Kenapa? Heh? Masa dia harus jawab 'ada stalker aneh yang berhenti mengirimiku pesan di ponsel pribadi yang bahkan kau saja tidak tahu nomornya, om'? itu sih sama saja cari mati. Karena itu, Eunhee hanya mampu menggelengkan kepala. "Iya. Aku berangkat sekarang."

Ponselnya masih ada di saku, digenggam erat. Mungkin benar kata Maestro, dia benar-benar tidak laku. Sampai yang begini saja bisa membuatnya penasaran (tidak, masih jauh dari kata 'senang'). Eunhee bahkan kaget sendiri ketika sadar pesan itu ternyata cukup penting untuknya. Sempat terpikir untuk mengirim pesan balik, tapi Eunhee tidak sempat menyimpan nomornya (tepatnya, bingung harus disimpan atau tidak), dan kotak masuknya sudah dikosongkan sejak terakhir dia menerima pesan itu. Tapi bagus juga sih, karena kalau Eunhee membalas, bisa jadi itu bukan tindakan yang bijaksana.

Tapi tetap saja.

***
Lusa dan masih tidak ada pesan. Eunhee akhirnya memutuskan untuk masa bodoh saja. Agak sedih sih (nah lho. Dari 'penasaran' tiba-tiba saja maju ke 'sedih'), tapi mungkin pengirim pesan itu memang cuma... stalker aneh biasa yang suka sedikit iseng. Eunhee jadi bingung sendiri dengan kosa katanya. Ya sudahlah.

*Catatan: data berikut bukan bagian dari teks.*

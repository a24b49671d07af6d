// UI and formatting module

pub mod device_formatters;
pub mod formatters;

// Re-export commonly used items for cleaner imports
pub use device_formatters::{print_entities, print_headset_status, print_property};
pub use formatters::{battery_bar, fit_to_width, format_elapsed, format_time};
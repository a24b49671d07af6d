use crate::commands::{open_catalog, wants_json};
use crate::core::{Config, DeviceProperty, PnpEntity};
use crate::ui::print_property;
use anyhow::{bail, Context, Result};
use clap::ArgMatches;
use colored::Colorize;

pub fn execute(matches: &ArgMatches) -> Result<()> {
    let config = Config::load()?;
    let catalog = open_catalog(matches)?;

    let entity = if let Some(id) = matches.get_one::<String>("id") {
        PnpEntity::by_device_id(&*catalog, id)?
            .with_context(|| format!("No PnP device with id {}", id))?
    } else if let Some(name) = matches.get_one::<String>("name") {
        PnpEntity::by_friendly_name(&*catalog, name)?
            .with_context(|| format!("No PnP device named {}", name))?
    } else {
        bail!("One of --id or --name is required");
    };

    let keys: Vec<&String> = matches
        .get_many::<String>("key")
        .context("At least one property key is required")?
        .collect();

    let mut found: Vec<DeviceProperty> = Vec::new();
    let mut missing: Vec<&String> = Vec::new();
    for key in keys {
        match entity.device_property(key)? {
            Some(property) => found.push(property),
            None => missing.push(key),
        }
    }

    if wants_json(matches, &config) {
        println!("{}", serde_json::to_string_pretty(&found)?);
        return Ok(());
    }

    println!(
        "{}",
        entity.name().unwrap_or("<unnamed>").bold().bright_cyan()
    );
    for property in &found {
        println!();
        print_property(property);
    }
    for key in missing {
        println!();
        println!("  {} {}", "No value for".yellow(), key.yellow().bold());
    }

    Ok(())
}
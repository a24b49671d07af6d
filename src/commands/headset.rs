use crate::commands::{open_catalog, wants_json};
use crate::core::{Config, Headset};
use crate::ui::print_headset_status;
use anyhow::{Context, Result};
use clap::ArgMatches;

pub fn execute(matches: &ArgMatches) -> Result<()> {
    let config = Config::load()?;

    let hands_free_name = matches
        .get_one::<String>("hands-free")
        .unwrap_or(&config.hands_free_name);
    let headphones_name = matches
        .get_one::<String>("headphones")
        .unwrap_or(&config.headphones_name);

    let catalog = open_catalog(matches)?;
    let headset = Headset::create_by(&*catalog, hands_free_name, headphones_name)
        .context("Failed to locate the headset")?;

    let status = headset.status();

    if wants_json(matches, &config) {
        println!("{}", serde_json::to_string_pretty(&status)?);
    } else {
        print_headset_status(&status, headphones_name);
    }

    Ok(())
}
use chrono::{DateTime, Local, Utc};
use unicode_width::{UnicodeWidthChar, UnicodeWidthStr};

/// Format timestamp in local time (YYYY-MM-DD HH:MM)
pub fn format_time(time: &DateTime<Utc>) -> String {
    let datetime: DateTime<Local> = time.with_timezone(&Local);
    datetime.format("%Y-%m-%d %H:%M").to_string()
}

/// Coarse "N units ago" description of the time between `since` and `now`
pub fn format_elapsed(since: &DateTime<Utc>, now: &DateTime<Utc>) -> String {
    let secs = (*now - *since).num_seconds();
    if secs < 0 {
        return "in the future".to_string();
    }

    let (amount, unit) = match secs {
        0..=59 => return "just now".to_string(),
        60..=3_599 => (secs / 60, "minute"),
        3_600..=86_399 => (secs / 3_600, "hour"),
        _ => (secs / 86_400, "day"),
    };

    if amount == 1 {
        format!("1 {} ago", unit)
    } else {
        format!("{} {}s ago", amount, unit)
    }
}

/// Text battery gauge, e.g. `[######----]`
pub fn battery_bar(level: u8, width: usize) -> String {
    let level = level.min(100) as usize;
    let filled = (level * width + 50) / 100;
    format!("[{}{}]", "#".repeat(filled), "-".repeat(width - filled))
}

/// Pad with spaces to a display width, truncating with an ellipsis if longer
pub fn fit_to_width(text: &str, width: usize) -> String {
    let current = UnicodeWidthStr::width(text);
    if current <= width {
        return format!("{}{}", text, " ".repeat(width - current));
    }

    let mut out = String::new();
    let mut used = 0;
    for ch in text.chars() {
        let w = UnicodeWidthChar::width(ch).unwrap_or(0);
        if used + w + 1 > width {
            break;
        }
        out.push(ch);
        used += w;
    }
    out.push('…');
    used += 1;
    out.push_str(&" ".repeat(width.saturating_sub(used)));
    out
}
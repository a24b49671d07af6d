use crate::commands::open_catalog;
use crate::core::{property, DeviceSnapshot, EntityFilter};
use anyhow::{Context, Result};
use clap::ArgMatches;
use colored::Colorize;
use std::path::Path;

/// Keys captured when none are given
pub fn default_keys() -> Vec<String> {
    vec![
        property::BATTERY_LEVEL.to_string(),
        property::IS_CONNECTED.to_string(),
        property::LAST_CONNECTED_TIME.to_string(),
    ]
}

pub fn execute(matches: &ArgMatches) -> Result<()> {
    let like = matches
        .get_one::<String>("like")
        .context("--like is required")?;
    let output = matches
        .get_one::<String>("output")
        .context("--output is required")?;

    let keys: Vec<String> = match matches.get_many::<String>("key") {
        Some(keys) => keys.cloned().collect(),
        None => default_keys(),
    };

    let catalog = open_catalog(matches)?;
    let snapshot = DeviceSnapshot::capture(
        &*catalog,
        &EntityFilter::friendly_name_like(like.as_str()),
        &keys,
    )?;

    snapshot
        .save(Path::new(output))
        .with_context(|| format!("Failed to write snapshot: {}", output))?;

    let property_count: usize = snapshot.devices.iter().map(|d| d.properties.len()).sum();
    println!(
        "{} {} {}",
        "Captured".green().bold(),
        format!(
            "{} device(s), {} propert{}",
            snapshot.devices.len(),
            property_count,
            if property_count == 1 { "y" } else { "ies" }
        )
        .yellow()
        .bold(),
        format!("-> {}", output).dimmed()
    );

    Ok(())
}
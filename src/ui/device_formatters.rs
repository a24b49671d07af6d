use crate::core::{DeviceProperty, HeadsetStatus, PnpEntity};
use crate::ui::formatters::{battery_bar, fit_to_width, format_elapsed, format_time};
use chrono::Utc;
use colored::*;

const NAME_WIDTH: usize = 36;
const CLASS_WIDTH: usize = 38;

pub fn print_headset_status(status: &HeadsetStatus, headphones_name: &str) {
    println!("\n{}", headphones_name.bold().bright_cyan());
    println!("{}", "=".repeat(60));

    match status.battery_level {
        Some(level) => {
            let text = format!("{}%", level);
            let colored_level = match level {
                0..=20 => text.red().bold(),
                21..=50 => text.yellow().bold(),
                _ => text.green().bold(),
            };
            println!(
                "  {:<18} {} {}",
                "Battery:".white(),
                battery_bar(level, 20).dimmed(),
                colored_level
            );
        }
        None => println!("  {:<18} {}", "Battery:".white(), "unknown".dimmed()),
    }

    let connected = match status.connected {
        Some(true) => "connected".green().bold(),
        Some(false) => "disconnected".yellow(),
        None => "unknown".dimmed(),
    };
    println!("  {:<18} {}", "State:".white(), connected);

    if let Some(last) = status.last_connected_time {
        println!(
            "  {:<18} {} {}",
            "Last connected:".white(),
            format_time(&last).cyan(),
            format!("({})", format_elapsed(&last, &Utc::now())).dimmed()
        );
    } else if status.connected == Some(false) {
        println!("  {:<18} {}", "Last connected:".white(), "unknown".dimmed());
    }

    println!();
}

pub fn print_entities(entities: &[PnpEntity]) {
    if entities.is_empty() {
        println!("{}", "No matching PnP devices found.".yellow());
        return;
    }

    println!(
        "{} {}",
        "PnP devices:".white().bold(),
        format!("({} total)", entities.len()).dimmed()
    );
    println!();
    println!(
        "  {} {} {}",
        fit_to_width("NAME", NAME_WIDTH).bold(),
        fit_to_width("CLASS", CLASS_WIDTH).bold(),
        "DEVICE ID".bold()
    );

    for entity in entities {
        println!(
            "  {} {} {}",
            fit_to_width(entity.name().unwrap_or("<unnamed>"), NAME_WIDTH).cyan(),
            fit_to_width(entity.class_guid().unwrap_or("-"), CLASS_WIDTH).dimmed(),
            entity.device_id().unwrap_or("-")
        );
        if let Some(description) = entity.description() {
            if Some(description) != entity.name() {
                println!("    {}", description.dimmed());
            }
        }
    }
}

pub fn print_property(property: &DeviceProperty) {
    println!("  {:<10} {}", "Device:".white(), property.device_id.cyan());
    println!("  {:<10} {}", "Key:".white(), property.key);
    if property.key_name != property.key {
        println!("  {:<10} {}", "Name:".white(), property.key_name);
    }
    println!("  {:<10} {}", "Type:".white(), property.data_type.to_string().dimmed());
    match &property.data {
        Some(value) => println!("  {:<10} {}", "Value:".white(), value.to_string().green().bold()),
        None => println!("  {:<10} {}", "Value:".white(), "<none>".dimmed()),
    }
}
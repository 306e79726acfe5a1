//! Gmail search query construction from the enabled rules

use crate::config::RuleConfig;

/// Builds the Gmail search query covering every enabled rule
///
/// Clauses are OR-joined in rule priority order: the no-reply sender clause,
/// the parenthesized subject keyword clauses, then the category clause.
/// Returns `None` when no rule contributes a clause so the caller never issues
/// an unbounded search.
pub fn build_search_query(rules: &RuleConfig) -> Option<String> {
    let mut clauses = Vec::new();

    if rules.no_reply.enabled {
        let pattern = rules.no_reply.pattern.trim();
        if !pattern.is_empty() {
            clauses.push(format!("from:{}", quote_term(pattern)));
        }
    }

    if rules.keywords.enabled {
        let subject_terms: Vec<String> = rules
            .keywords
            .list
            .iter()
            .map(|k| k.trim())
            .filter(|k| !k.is_empty())
            .map(|k| format!("subject:{}", quote_term(k)))
            .collect();

        if !subject_terms.is_empty() {
            clauses.push(format!("({})", subject_terms.join(" OR ")));
        }
    }

    if rules.category.enabled {
        let tag = rules.category.query_tag();
        if !tag.is_empty() {
            clauses.push(format!("category:{}", tag));
        }
    }

    if clauses.is_empty() {
        None
    } else {
        Some(clauses.join(" OR "))
    }
}

/// Quote multi-word terms so Gmail treats them as a phrase
///
/// Terms never contain `"`; `Config::validate` rejects them.
fn quote_term(term: &str) -> String {
    if term.chars().any(char::is_whitespace) {
        format!("\"{}\"", term)
    } else {
        term.to_string()
    }
}

#[cfg(test)]
mod tests {
    use super::*;
    use crate::config::{CategoryRule, KeywordRule, NoReplyRule};

    fn rules(no_reply: bool, keywords: &[&str], category: bool) -> RuleConfig {
        RuleConfig {
            no_reply: NoReplyRule {
                enabled: no_reply,
                ..NoReplyRule::default()
            },
            keywords: KeywordRule {
                enabled: !keywords.is_empty(),
                list: keywords.iter().map(|k| k.to_string()).collect(),
            },
            category: CategoryRule {
                enabled: category,
                ..CategoryRule::default()
            },
        }
    }

    #[test]
    fn test_all_rules() {
        let query = build_search_query(&rules(true, &["newsletter", "promotion"], true));
        assert_eq!(
            query.as_deref(),
            Some("from:no-reply@ OR (subject:newsletter OR subject:promotion) OR category:promotions")
        );
    }

    #[test]
    fn test_no_rules_enabled() {
        assert_eq!(build_search_query(&RuleConfig::disabled()), None);
    }

    #[test]
    fn test_single_rule() {
        assert_eq!(
            build_search_query(&rules(true, &[], false)).as_deref(),
            Some("from:no-reply@")
        );
        assert_eq!(
            build_search_query(&rules(false, &["newsletter"], false)).as_deref(),
            Some("(subject:newsletter)")
        );
        assert_eq!(
            build_search_query(&rules(false, &[], true)).as_deref(),
            Some("category:promotions")
        );
    }

    #[test]
    fn test_multi_word_keyword_is_quoted() {
        let query = build_search_query(&rules(false, &["unsubscribe here"], false));
        assert_eq!(query.as_deref(), Some("(subject:\"unsubscribe here\")"));
    }

    #[test]
    fn test_enabled_keyword_rule_with_only_blank_keywords() {
        let mut config = RuleConfig::disabled();
        config.keywords.enabled = true;
        config.keywords.list = vec!["  ".to_string()];
        assert_eq!(build_search_query(&config), None);
    }

    #[test]
    fn test_deterministic() {
        let config = RuleConfig::default();
        assert_eq!(build_search_query(&config), build_search_query(&config));
    }
}
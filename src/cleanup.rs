//! Cleanup run orchestration
//!
//! A run moves through `Init → Searching → Processing(i) → Trashing →
//! Summarized`. Only authentication, configuration, and search failures end a
//! run early; every per-message failure is logged, counted, and skipped.

use chrono::Utc;
use std::fmt;
use std::sync::Arc;
use tracing::{debug, info, warn};

use crate::classifier::MessageClassifier;
use crate::client::GmailClient;
use crate::config::Config;
use crate::error::{CleanupError, Result};
use crate::models::{CategoryLabels, Decision, Message, RunStats};
use crate::query::build_search_query;
use crate::report::{CleanupOutcome, CleanupReport, ItemOutcome};

/// Called once per processed candidate with `(position, total)`
pub type ProgressCallback = Arc<dyn Fn(usize, usize) + Send + Sync>;

/// Where a run currently is
#[derive(Debug, Clone, Copy, PartialEq, Eq)]
pub enum RunPhase {
    Init,
    Searching,
    /// Zero-based index of the candidate being processed
    Processing(usize),
    Trashing,
    Summarized,
}

impl fmt::Display for RunPhase {
    fn fmt(&self, f: &mut fmt::Formatter<'_>) -> fmt::Result {
        match self {
            RunPhase::Init => write!(f, "init"),
            RunPhase::Searching => write!(f, "searching"),
            RunPhase::Processing(i) => write!(f, "processing[{}]", i),
            RunPhase::Trashing => write!(f, "trashing"),
            RunPhase::Summarized => write!(f, "summarized"),
        }
    }
}

/// Run one cleanup pass against a mailbox
///
/// `dry_run` is decided by the caller (CLI flag or configuration). In dry-run
/// mode `trash_message` is never called and would-be-trashed messages are
/// counted in `total_trashed`.
pub async fn run_cleanup<C>(
    client: &C,
    config: &Config,
    dry_run: bool,
    on_progress: Option<ProgressCallback>,
) -> Result<CleanupReport>
where
    C: GmailClient + ?Sized,
{
    CleanupRun::new(client, config, dry_run, on_progress)
        .execute()
        .await
}

struct CleanupRun<'a, C: ?Sized> {
    client: &'a C,
    classifier: MessageClassifier,
    max_results: u32,
    dry_run: bool,
    on_progress: Option<ProgressCallback>,
    phase: RunPhase,
    stats: RunStats,
    items: Vec<ItemOutcome>,
}

impl<'a, C> CleanupRun<'a, C>
where
    C: GmailClient + ?Sized,
{
    fn new(
        client: &'a C,
        config: &Config,
        dry_run: bool,
        on_progress: Option<ProgressCallback>,
    ) -> Self {
        Self {
            client,
            classifier: MessageClassifier::from_config(config),
            max_results: config.execution.max_results_per_search,
            dry_run,
            on_progress,
            phase: RunPhase::Init,
            stats: RunStats::default(),
            items: Vec::new(),
        }
    }

    fn enter(&mut self, next: RunPhase) {
        debug!("Run phase: {} -> {}", self.phase, next);
        self.phase = next;
    }

    async fn execute(mut self) -> Result<CleanupReport> {
        let started_at = Utc::now();
        let run_id = uuid::Uuid::new_v4().to_string();
        info!(
            "Starting cleanup run {} ({})",
            run_id,
            if self.dry_run { "dry run" } else { "live" }
        );

        let query = match build_search_query(self.classifier.rules()) {
            Some(query) => query,
            None => {
                info!("No rules are enabled. Nothing to clean up.");
                return Ok(self.finish(run_id, started_at, CleanupOutcome::NothingToDo, None));
            }
        };

        self.enter(RunPhase::Searching);
        info!("Search query: {}", query);
        let ids = self
            .client
            .search_message_ids(&query, self.max_results)
            .await
            .map_err(|e| match e {
                CleanupError::AuthError(_) => e,
                other => CleanupError::SearchError(other.to_string()),
            })?;

        if ids.is_empty() {
            info!("No unwanted emails found.");
            return Ok(self.finish(run_id, started_at, CleanupOutcome::NoCandidates, Some(query)));
        }
        info!("Found {} emails matching unwanted rules", ids.len());

        let total = ids.len();
        for (idx, id) in ids.iter().enumerate() {
            self.enter(RunPhase::Processing(idx));
            self.process(idx, id).await;
            if let Some(ref on_progress) = self.on_progress {
                on_progress(idx + 1, total);
            }
        }

        self.enter(RunPhase::Trashing);
        self.trash_flagged().await;

        Ok(self.finish(run_id, started_at, CleanupOutcome::Completed, Some(query)))
    }

    async fn process(&mut self, idx: usize, id: &str) {
        let message = match self.client.get_message(id).await {
            Ok(message) => message,
            Err(e) => {
                warn!("{}", CleanupError::item_fetch(id, &e));
                self.stats.skipped += 1;
                return;
            }
        };

        let labels = self.category_labels(&message).await;
        let decision = self.classifier.classify(&message, &labels);
        self.stats.total_checked += 1;

        match decision {
            Decision::Allowlisted => {
                self.stats.blocked_by_allowlist += 1;
                info!("[{}] {}: {}", idx + 1, decision, message.sender);
            }
            Decision::Trash(_) => {
                info!("[{}] {}: {}", idx + 1, decision, message.sender);
            }
            Decision::Keep => {
                debug!("[{}] {}: {}", idx + 1, decision, message.sender);
            }
        }
        debug!("[{}] Subject: {}", idx + 1, message.subject);

        self.items.push(ItemOutcome {
            id: message.id,
            sender: message.sender,
            subject: message.subject,
            decision,
            trashed: false,
        });
    }

    /// Resolve what the category rule can see for this message
    ///
    /// Labels from the full fetch are used when present. Otherwise a metadata
    /// lookup is made; if it fails the category rule cannot match.
    async fn category_labels(&self, message: &Message) -> CategoryLabels {
        if !self.classifier.needs_category_labels() {
            return CategoryLabels::NotRequired;
        }

        if let Some(ref labels) = message.labels {
            return CategoryLabels::Known(labels.clone());
        }

        match self.client.get_message_labels(&message.id).await {
            Ok(labels) => CategoryLabels::Known(labels),
            Err(e) => {
                warn!("{}", CleanupError::item_classify(&message.id, &e));
                CategoryLabels::Unavailable
            }
        }
    }

    async fn trash_flagged(&mut self) {
        let flagged = self.items.iter().filter(|i| i.decision.is_trash()).count();
        if flagged == 0 {
            info!("No emails needed to be trashed");
            return;
        }

        if self.dry_run {
            for item in self.items.iter_mut().filter(|i| i.decision.is_trash()) {
                item.trashed = true;
                self.stats.total_trashed += 1;
            }
            info!("[DRY RUN] Would trash {} emails (no action taken)", flagged);
            return;
        }

        info!("Moving {} emails to Trash...", flagged);
        for item in self.items.iter_mut().filter(|i| i.decision.is_trash()) {
            match self.client.trash_message(&item.id).await {
                Ok(()) => {
                    item.trashed = true;
                    self.stats.total_trashed += 1;
                }
                Err(e) => {
                    warn!("{} (sender {})", CleanupError::item_trash(&item.id, &e), item.sender);
                    self.stats.trash_failed += 1;
                }
            }
        }
        info!("Trashed {} of {} emails", self.stats.total_trashed, flagged);
    }

    fn finish(
        mut self,
        run_id: String,
        started_at: chrono::DateTime<Utc>,
        outcome: CleanupOutcome,
        query: Option<String>,
    ) -> CleanupReport {
        self.enter(RunPhase::Summarized);
        info!(
            "Run {} finished: checked={} trashed={} allowlisted={} skipped={} trash_failed={}",
            run_id,
            self.stats.total_checked,
            self.stats.total_trashed,
            self.stats.blocked_by_allowlist,
            self.stats.skipped,
            self.stats.trash_failed
        );

        CleanupReport {
            run_id,
            started_at,
            completed_at: Utc::now(),
            dry_run: self.dry_run,
            outcome,
            query,
            items: self.items,
            stats: self.stats,
        }
    }
}

#[cfg(test)]
mod tests {
    use super::*;

    #[test]
    fn test_run_phase_display() {
        assert_eq!(RunPhase::Init.to_string(), "init");
        assert_eq!(RunPhase::Processing(3).to_string(), "processing[3]");
        assert_eq!(RunPhase::Summarized.to_string(), "summarized");
    }
}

Rupanya pemotretan kali ini tidak jauh-jauh--oke, memang di Itaewon, yang agak jauh dari lokasi dorm mereka. Tapi dari segi 'jarak' yang lain, rupanya lokasinya memang nggak jauh-jauh amat dari interaksi Eunhee sehari-hari. Bagaimana tidak? Karena tertidur di jalan, ia baru bangun saat mobil sudah mencapai lokasi parkir--dan saat bangun, ia melihat pemandangan yang cukup familiar. Lokasi pemotretan kali ini rupanya di sebuah restoran.

Yang mana yang familiar? Ya, semua anak Blossom juga familiar kalau restorannya itu Exquis. Hm, Aki kemarin-kemarin bilang kalau ia tidak sempat ke Exquis. Mungkin lebih baik kalau dia sampaikan salam atau menanyakan kalau ada pesan pada kakak dan relasi Aki yang ada di sana.

"Selamat datang."

Tuh. Kakaknya Aki muncul di pintu, menyambut. Eunhee lupa namanya--plat logam kecil yang menempel di saku jasnya bertuliskan Tsugihara Shin. Eunhee agak mengernyitkan kening sewaktu dia memperkenalkan diri sebagai direktur--rajin amat seorang direktur mau turun untuk mendampingi pemotretan dan interview sebuah majalah? Tapi Eunhee malas ambil pusing, mungkin majalah itu juga mau mewawancarai Shin mengingat Aki adalah adiknya. Euh. Mereka bertukar salam formal, Shin memberikan keterangan ruangan-ruangan yang ada di restoran, dan juga bertanya kabar rekan-rekan di asrama (dalam kurung--Aki).

Dan hari ini, banyak kucing berkeliaran di lokasi. Kucing-kucing ras berwarna bagus dan mirip seperti yang dia lihat di kartun-kartun; mulai dari Persia sampai Maine Coon. Iseng menghitung selama ia dirias, jumlahnya ada.... delapan. Dan Woonha tidak bilang kalau pemotretannya kali ini adalah bersama kucing. Sialan!

***
Bicara soal kucing, Eunhee berpikir, mungkin keberadaan Shin mendampingi staf selama pemotretan juga karena dia adalah dokter hewan. Eunhee tidak menemukan korelasi lanjutan antara Dokter hewan dan kucing selain mengobati--karena ngapain sih dia ada di sini, apa fungsinya juga menenangkan kucing kalau ada yang berantem?--karena pria itu ada di ruang utama lokasi pemotretan, sesekali mengobrol dengan staf majalah.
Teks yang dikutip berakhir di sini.